Photo de groupe lors du sommet d'Awaza (Turkménistan), montrant des pays enclavés et des partenaires, illustrant l'appel à la cohérence
internationale et la coopération essentielle pour briser la "fatalité géographique".
Intégration, numérique et réformes douanières
Face à ce qui précède, la CNUCED recommande à ces pays de miser sur l’intégration, numérique et les réformes douanières. Pour la structure spécialisée des Nations-Unies, l’intégration régionale émerge comme un puissant catalyseur pour libérer les échanges.

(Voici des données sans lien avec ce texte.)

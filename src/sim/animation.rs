//! Frame-counter animation playback
//!
//! An animation counts ticks, not images: the visible image is
//! `frame / image_duration`. Looping animations wrap at
//! `frames * image_duration`; one-shot animations stop on their last image
//! and raise `done`.

use glam::Vec2;

#[derive(Debug, Clone, PartialEq)]
pub struct Animation {
    /// Asset key the frames come from
    pub asset: String,
    /// Number of images in the sequence (never zero)
    pub frames: usize,
    /// Ticks each image stays on screen
    pub image_duration: usize,
    pub looping: bool,
    pub done: bool,
    /// Tick counter
    pub frame: usize,
    /// Draw offset relative to the owner's position
    pub offset: Vec2,
}

impl Animation {
    /// Panics if `frames` or `image_duration` is zero.
    pub fn new(asset: impl Into<String>, frames: usize, image_duration: usize, looping: bool) -> Self {
        let asset = asset.into();
        assert!(frames > 0, "animation '{asset}' has no frames");
        assert!(image_duration > 0, "animation '{asset}' has zero image duration");
        Self {
            asset,
            frames,
            image_duration,
            looping,
            done: false,
            frame: 0,
            offset: Vec2::ZERO,
        }
    }

    pub fn with_offset(mut self, offset: Vec2) -> Self {
        self.offset = offset;
        self
    }

    /// Start at a given tick (clamped to the valid range)
    pub fn with_start_frame(mut self, frame: usize) -> Self {
        self.frame = frame.min(self.last_tick());
        self
    }

    /// Tick at which a one-shot animation reaches its final image
    #[inline]
    fn last_tick(&self) -> usize {
        (self.frames - 1) * self.image_duration
    }

    /// Advance one tick
    pub fn update(&mut self) {
        if self.looping {
            self.frame = (self.frame + 1) % (self.frames * self.image_duration);
        } else {
            self.frame = (self.frame + 1).min(self.last_tick());
            if self.frame >= self.last_tick() {
                self.done = true;
            }
        }
    }

    /// Index of the image to draw
    #[inline]
    pub fn image_index(&self) -> usize {
        self.frame / self.image_duration
    }

    /// Rewind to the first tick
    pub fn reset(&mut self) {
        self.frame = 0;
        self.done = false;
    }
}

En la matière, des projets concrets déployés en Afrique prouvent que la coopération porte ses fruits. Le Corridor nord en Afrique de l’Est a réduit le temps de franchissement frontalier à Malaba de trois jours à trois heures, tandis que le Corridor central reliant l’Asie à l’Europe via l’Afrique a divisé par deux les délais de transport. Des gains tangibles qui accélèrent les livraisons et réduisent les coûts.
La Zone de libre-échange continentale africaine (ZLECAf) amplifie cette dynamique en catalysant la transformation structurelle. Si 80 % des exportations africaines hors continent restent brutes, 61 % du commerce intra-africain se compose désormais de produits transformés, offrant aux économies enclavées des débouchés vitaux pour leur valeur ajoutée.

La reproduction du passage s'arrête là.